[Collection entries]

________

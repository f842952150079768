//! Configuration for the Conflux agent runtime.
//!
//! Configuration is layered with figment (defaults, files, `CONFLUX_*`
//! environment variables, programmatic merges), then checked by
//! [`validate_config`] before any plugin is instantiated.

pub mod error;
pub mod loader;
pub mod schema;
pub mod validation;

pub use error::{ConfigError, ConfigResult};
pub use loader::{ConfigLoader, Profile, load_config, load_config_from_file};
pub use schema::{
    AgentConfig, AgentSettings, LogFormat, LogLevel, LogOutput, LogRotation, LoggingConfig,
    SpanEventConfig,
};
pub use validation::validate_config;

________

EXERCISE PROMPT –
Copy each line of the records containing the string "error".

EXPECTED ANSWER –
pub mod error;
pub use error::{ConfigError, ConfigResult};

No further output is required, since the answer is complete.